Bij vererving van de gezinswoning door de partner is er een vrijstelling van de erfbelasting. Dit wil zeggen dat er geen erfbelasting betaald moeten worden op de netto-verkrijging van de gezinswoning.
Ouders en (klein)kinderen die meer dan 1 jaar samenwonen of wettelijk samenwonen kunnen niet genieten van deze vrijstelling.

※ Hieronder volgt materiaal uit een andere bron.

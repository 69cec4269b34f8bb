use anyhow::{anyhow, Error, Result};
pub use linux_embedded_hal::{
    gpio_cdev::{chips, Chip, LineRequestFlags},
    CdevPin, Delay, Serial,
};

extern crate std;
use std::{format, string::ToString};

/// The baud rate of the controller's HCI UART.
pub const HCI_BAUD_RATE: u32 = 1_000_000;

pub struct BoardHardware {
    gpio: Chip,
}

impl BoardHardware {
    pub fn new(dev_gpio_chip: u8) -> Result<Self> {
        // get the desired "/dev/gpiochip{dev_gpio_chip}"
        let dev_gpio = chips()?
            .find(|chip| {
                chip.as_ref().is_ok_and(|chip| {
                    chip.path()
                        .to_string_lossy()
                        .ends_with(&dev_gpio_chip.to_string())
                })
            })
            .ok_or(anyhow!(
                "Could not find specified dev/gpiochip{dev_gpio_chip} for this system."
            ))??;

        Ok(BoardHardware { gpio: dev_gpio })
    }

    #[allow(
        clippy::should_implement_trait,
        reason = "Default trait does not support `-> Result<Self>`"
    )]
    pub fn default() -> Result<Self> {
        let result = Self::new(4);
        if result.is_err() {
            return Self::new(0);
        }
        result
    }

    /// Open the serial port at `/dev/{name}` that the controller's HCI UART is attached to.
    pub fn get_serial(name: &str, baud: u32) -> Result<Serial> {
        Serial::open(format!("/dev/{name}"), baud)
            .map_err(|_| anyhow!("Serial port /dev/{name} is not available in this system"))
    }

    pub fn default_serial() -> Result<Serial> {
        BoardHardware::get_serial("ttyACM0", HCI_BAUD_RATE)
    }

    /// Get the (active low) reset line of the controller.
    ///
    /// The line is driven high (controller running) when requested.
    pub fn get_reset_pin(&mut self, reset_pin: u32) -> Result<CdevPin> {
        let reset_line = self
            .gpio
            .get_line(reset_pin)
            .map_err(|_| anyhow!("GPIO{reset_pin} is unavailable"))?;
        let reset_line_handle = reset_line
            .request(LineRequestFlags::OUTPUT, 1, "df-beacon")
            .map_err(Error::from)?;
        CdevPin::new(reset_line_handle).map_err(Error::from)
    }

    pub fn default_reset_pin(&mut self) -> Result<CdevPin> {
        self.get_reset_pin(17)
    }
}
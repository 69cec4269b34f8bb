use bt_df::{AdvParams, CteTxParams, CteType, ExtAdvStartParams, LeAddress, PerAdvParams};

use crate::eddystone::{EddystoneUidService, DEFAULT_NAMESPACE, PLACEHOLDER_INSTANCE};

/// Length of CTE in units of 8 µs.
pub const CTE_LEN: u8 = 0x14;
/// Number of CTEs sent in a single periodic advertising event.
pub const PER_ADV_EVENT_CTE_COUNT: u8 = 5;
/// Example sequence of antenna switch patterns for an antenna matrix designed by Nordic.
pub const DEFAULT_ANT_PATTERN: [u8; 12] = [0x2, 0x0, 0x5, 0x6, 0x1, 0x4, 0xC, 0x9, 0xE, 0xD, 0x8, 0xA];

/// The length of the longest antenna switch pattern a controller may accept.
pub const MAX_ANT_IDS: usize = 0x4B;

/// An antenna switch pattern used for AoD.
///
/// Each entry is the ID of the antenna used in the corresponding switch slot.
#[derive(Debug, Clone, Copy, PartialEq, Eq)]
pub struct AntennaPattern {
    ids: [u8; MAX_ANT_IDS],
    len: u8,
}

impl Default for AntennaPattern {
    /// The [`DEFAULT_ANT_PATTERN`].
    fn default() -> Self {
        let mut ids = [0u8; MAX_ANT_IDS];
        ids[..DEFAULT_ANT_PATTERN.len()].copy_from_slice(&DEFAULT_ANT_PATTERN);
        Self {
            ids,
            len: DEFAULT_ANT_PATTERN.len() as u8,
        }
    }
}

impl AntennaPattern {
    /// Create a pattern from the given antenna `ids`.
    ///
    /// Returns [`None`] if more than [`MAX_ANT_IDS`] are given.
    pub fn new(ids: &[u8]) -> Option<Self> {
        if ids.len() > MAX_ANT_IDS {
            return None;
        }
        let mut buf = [0u8; MAX_ANT_IDS];
        buf[..ids.len()].copy_from_slice(ids);
        Some(Self {
            ids: buf,
            len: ids.len() as u8,
        })
    }

    pub fn as_slice(&self) -> &[u8] {
        &self.ids[..self.len as usize]
    }

    pub fn len(&self) -> usize {
        self.len as usize
    }

    pub fn is_empty(&self) -> bool {
        self.len == 0
    }
}

/// The duration of antenna switching and sampling slots used for AoD.
#[derive(Debug, Clone, Copy, PartialEq, Eq, Default)]
#[cfg_attr(feature = "defmt", derive(defmt::Format))]
pub enum AodSlot {
    Us1,
    #[default]
    Us2,
}

/// The direction-finding method the CTE is sent for.
#[derive(Debug, Clone, Copy, PartialEq, Eq, Default)]
pub enum CteMode {
    /// Angle of Arrival: the locator switches antennas, so no pattern is needed.
    #[default]
    Aoa,
    /// Angle of Departure: the beacon switches its antennas in the given `pattern`.
    Aod {
        slot: AodSlot,
        pattern: AntennaPattern,
    },
}

impl CteMode {
    /// AoD with 2 µs slots and the [`DEFAULT_ANT_PATTERN`].
    pub fn aod() -> Self {
        CteMode::Aod {
            slot: AodSlot::Us2,
            pattern: AntennaPattern::default(),
        }
    }

    pub const fn cte_type(&self) -> CteType {
        match self {
            CteMode::Aoa => CteType::Aoa,
            CteMode::Aod {
                slot: AodSlot::Us1, ..
            } => CteType::Aod1us,
            CteMode::Aod {
                slot: AodSlot::Us2, ..
            } => CteType::Aod2us,
        }
    }

    /// The antenna switch pattern (empty for AoA).
    pub fn ant_ids(&self) -> &[u8] {
        match self {
            CteMode::Aoa => &[],
            CteMode::Aod { pattern, .. } => pattern.as_slice(),
        }
    }
}

/// Where the Eddystone-UID instance ID comes from.
#[derive(Debug, Clone, Copy, PartialEq, Eq, Default)]
#[cfg_attr(feature = "defmt", derive(defmt::Format))]
pub enum InstanceId {
    /// Always advertise the given instance ID.
    Fixed([u8; 6]),
    /// Use the 6 bytes of the identity address (most significant byte first).
    #[default]
    FromIdentity,
}

impl InstanceId {
    /// Get the instance ID for a stack with the given `identity` address.
    ///
    /// [`PLACEHOLDER_INSTANCE`] is used if the identity is required but unknown.
    pub fn resolve(&self, identity: Option<LeAddress>) -> [u8; 6] {
        match (self, identity) {
            (InstanceId::Fixed(instance), _) => *instance,
            (InstanceId::FromIdentity, Some(addr)) => addr.to_be_bytes(),
            (InstanceId::FromIdentity, None) => PLACEHOLDER_INSTANCE,
        }
    }
}

/// An object to configure the beacon.
///
/// This struct follows a builder pattern. Since all fields are private, users should
/// start with the [`BeaconConfig::default`] constructor, then mutate the object accordingly.
/// ```
/// use df_beacon::{BeaconConfig, CteMode};
/// let config = BeaconConfig::default().with_cte_mode(CteMode::aod());
/// assert_eq!(config.cte_tx_params().num_ant_ids(), 12);
/// ```
#[derive(Debug, Clone, Copy, PartialEq)]
pub struct BeaconConfig {
    adv_params: AdvParams,
    per_adv_params: PerAdvParams,
    ext_adv_start: ExtAdvStartParams,
    cte_len: u8,
    cte_count: u8,
    cte_mode: CteMode,
    namespace: [u8; 10],
    instance: InstanceId,
    tx_power: i8,
}

impl Default for BeaconConfig {
    /// Instantiate a [`BeaconConfig`] object with library defaults.
    ///
    /// | feature | default value |
    /// |--------:|:--------------|
    /// | [`BeaconConfig::adv_params()`] | [`AdvParams::default()`] |
    /// | [`BeaconConfig::per_adv_params()`] | [`PerAdvParams::default()`] |
    /// | [`BeaconConfig::ext_adv_start()`] | unlimited duration and events |
    /// | [`BeaconConfig::cte_len()`] | [`CTE_LEN`] |
    /// | [`BeaconConfig::cte_count()`] | [`PER_ADV_EVENT_CTE_COUNT`] |
    /// | [`BeaconConfig::cte_mode()`] | [`CteMode::Aoa`] |
    /// | [`BeaconConfig::namespace()`] | [`DEFAULT_NAMESPACE`] |
    /// | [`BeaconConfig::instance()`] | [`InstanceId::FromIdentity`] |
    /// | [`BeaconConfig::tx_power()`] | `0` |
    fn default() -> Self {
        Self {
            adv_params: AdvParams::default(),
            per_adv_params: PerAdvParams::default(),
            ext_adv_start: ExtAdvStartParams::default(),
            cte_len: CTE_LEN,
            cte_count: PER_ADV_EVENT_CTE_COUNT,
            cte_mode: CteMode::Aoa,
            namespace: DEFAULT_NAMESPACE,
            instance: InstanceId::FromIdentity,
            tx_power: 0,
        }
    }
}

impl BeaconConfig {
    pub const fn adv_params(&self) -> &AdvParams {
        &self.adv_params
    }

    /// Set the parameters of the advertising set.
    pub fn with_adv_params(self, params: AdvParams) -> Self {
        Self {
            adv_params: params,
            ..self
        }
    }

    pub const fn per_adv_params(&self) -> &PerAdvParams {
        &self.per_adv_params
    }

    /// Set the parameters of the periodic advertising train that carries the CTEs.
    pub fn with_per_adv_params(self, params: PerAdvParams) -> Self {
        Self {
            per_adv_params: params,
            ..self
        }
    }

    pub const fn ext_adv_start(&self) -> &ExtAdvStartParams {
        &self.ext_adv_start
    }

    /// Limit how long extended advertising runs.
    ///
    /// The beacon advertises indefinitely by default.
    pub fn with_ext_adv_start(self, params: ExtAdvStartParams) -> Self {
        Self {
            ext_adv_start: params,
            ..self
        }
    }

    /// Returns the value set by [`BeaconConfig::with_cte_len()`].
    pub const fn cte_len(&self) -> u8 {
        self.cte_len
    }

    /// Set the length of each CTE (in units of 8 µs).
    ///
    /// The radio stack validates this value when the beacon is brought up.
    pub fn with_cte_len(self, value: u8) -> Self {
        Self {
            cte_len: value,
            ..self
        }
    }

    /// Returns the value set by [`BeaconConfig::with_cte_count()`].
    pub const fn cte_count(&self) -> u8 {
        self.cte_count
    }

    /// Set the number of CTEs sent in each periodic advertising event.
    pub fn with_cte_count(self, value: u8) -> Self {
        Self {
            cte_count: value,
            ..self
        }
    }

    pub const fn cte_mode(&self) -> &CteMode {
        &self.cte_mode
    }

    pub fn with_cte_mode(self, mode: CteMode) -> Self {
        Self {
            cte_mode: mode,
            ..self
        }
    }

    pub const fn namespace(&self) -> &[u8; 10] {
        &self.namespace
    }

    /// Set the Eddystone-UID namespace.
    pub fn with_namespace(self, namespace: [u8; 10]) -> Self {
        Self { namespace, ..self }
    }

    pub const fn instance(&self) -> &InstanceId {
        &self.instance
    }

    /// Set the source of the Eddystone-UID instance ID.
    pub fn with_instance(self, instance: InstanceId) -> Self {
        Self { instance, ..self }
    }

    /// Returns the value set by [`BeaconConfig::with_tx_power()`].
    pub const fn tx_power(&self) -> i8 {
        self.tx_power
    }

    /// Set the calibrated TX power at 0 meters (in dBm) that is advertised.
    pub fn with_tx_power(self, level: i8) -> Self {
        Self {
            tx_power: level,
            ..self
        }
    }

    /// The CTE transmit parameters described by this configuration.
    ///
    /// For AoD, `num_ant_ids()` is the length of the configured pattern.
    pub fn cte_tx_params(&self) -> CteTxParams<'_> {
        CteTxParams {
            cte_len: self.cte_len,
            cte_count: self.cte_count,
            cte_type: self.cte_mode.cte_type(),
            ant_ids: self.cte_mode.ant_ids(),
        }
    }

    /// Build the Eddystone-UID service for a stack with the given `identity` address.
    pub fn eddystone(&self, identity: Option<LeAddress>) -> EddystoneUidService {
        let mut service = EddystoneUidService::new();
        service.set_tx_power(self.tx_power);
        service.set_namespace(&self.namespace);
        service.set_instance(&self.instance.resolve(identity));
        service
    }
}
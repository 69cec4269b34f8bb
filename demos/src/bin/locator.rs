//! This demo receives the angle reports of a direction-finding locator
//! over WebSocket (port 8080) and prints the azimuth and elevation
//! of each beacon it reports.
//!
//! Set the `RUST_LOG` environment variable to change the log level (default is `info`).
use std::{
    net::{TcpListener, TcpStream},
    thread,
};

use anyhow::Result;
use df_beacon_demos::{
    debug_err,
    locator::{AngleReport, LOCATOR_PORT},
};
use log::{info, warn};
use tungstenite::{accept, Error as WsError, Message};

/// Print the reports of one connected locator until it disconnects.
fn serve(client: usize, stream: TcpStream) -> Result<()> {
    let mut socket = accept(stream).map_err(debug_err)?;
    info!("New client connected: {client}");
    loop {
        match socket.read() {
            Ok(Message::Text(text)) => match text.parse::<AngleReport>() {
                Ok(report) => println!("{report}"),
                Err(e) => warn!("Client {client} sent a malformed report: {e}"),
            },
            Ok(Message::Close(_)) | Err(WsError::ConnectionClosed) => break,
            Ok(_) => {}
            Err(e) => return Err(e.into()),
        }
    }
    info!("Client disconnected: {client}");
    Ok(())
}

fn main() -> Result<()> {
    env_logger::Builder::from_env(env_logger::Env::default().default_filter_or("info")).init();
    let server = TcpListener::bind(("0.0.0.0", LOCATOR_PORT))?;
    info!("Waiting for locators on port {LOCATOR_PORT}");
    for (client, stream) in server.incoming().enumerate() {
        let stream = stream?;
        thread::spawn(move || {
            if let Err(e) = serve(client + 1, stream) {
                warn!("Client {} dropped: {e}", client + 1);
            }
        });
    }
    Ok(())
}
#![no_std]
#![doc = include_str!("../README.md")]
//!
//! ## Example
//!
//! ```ignore
//! use df_beacon::{bring_up, BeaconConfig, CteMode, LogSent};
//!
//! let config = BeaconConfig::default().with_cte_mode(CteMode::aod());
//! match bring_up(&mut controller, &config, LogSent) {
//!     Ok(mut beacon) => loop {
//!         beacon.process_events()?;
//!     },
//!     // the failing step was already logged
//!     Err(e) => return Err(e.code()),
//! }
//! ```

// This mod MUST go first, so that the others see its macros.
mod fmt;

mod beacon;
pub use beacon::{bring_up, Beacon, BringUpError, BringUpStep, LogSent, SentHandler};

mod config;
pub use config::{
    AntennaPattern, AodSlot, BeaconConfig, CteMode, InstanceId, CTE_LEN, DEFAULT_ANT_PATTERN,
    MAX_ANT_IDS, PER_ADV_EVENT_CTE_COUNT,
};

pub mod eddystone;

Als aan de samenwoning een einde is gekomen door een feitelijke scheiding van de partners, door een geval van overmacht dat tot op het ogenblik van het overlijden heeft voortgeduurd, of door de verplaatsing van de hoofdverblijfplaats van een van de partners of van beide partners naar een rust- en verzorgingsinstelling of een assistentiewoning, wordt de laatste gezamenlijke hoofdverblijfplaats van de erflater en zijn langstlevende partner als gezinswoning aanzien .
Voor de verkrijging tussen partners of een verkrijging in rechte lijn wordt er een vermindering toegepast indien de netto-verkrijging van roerende en onroerende goederen samen niet meer bedraagt dan 50.000 euro.
Voor de verkrijging tussen alle anderen wordt er tevens een vermindering toegepast indien de netto-verkrijging niet meer bedraagt dan 75.000 euro.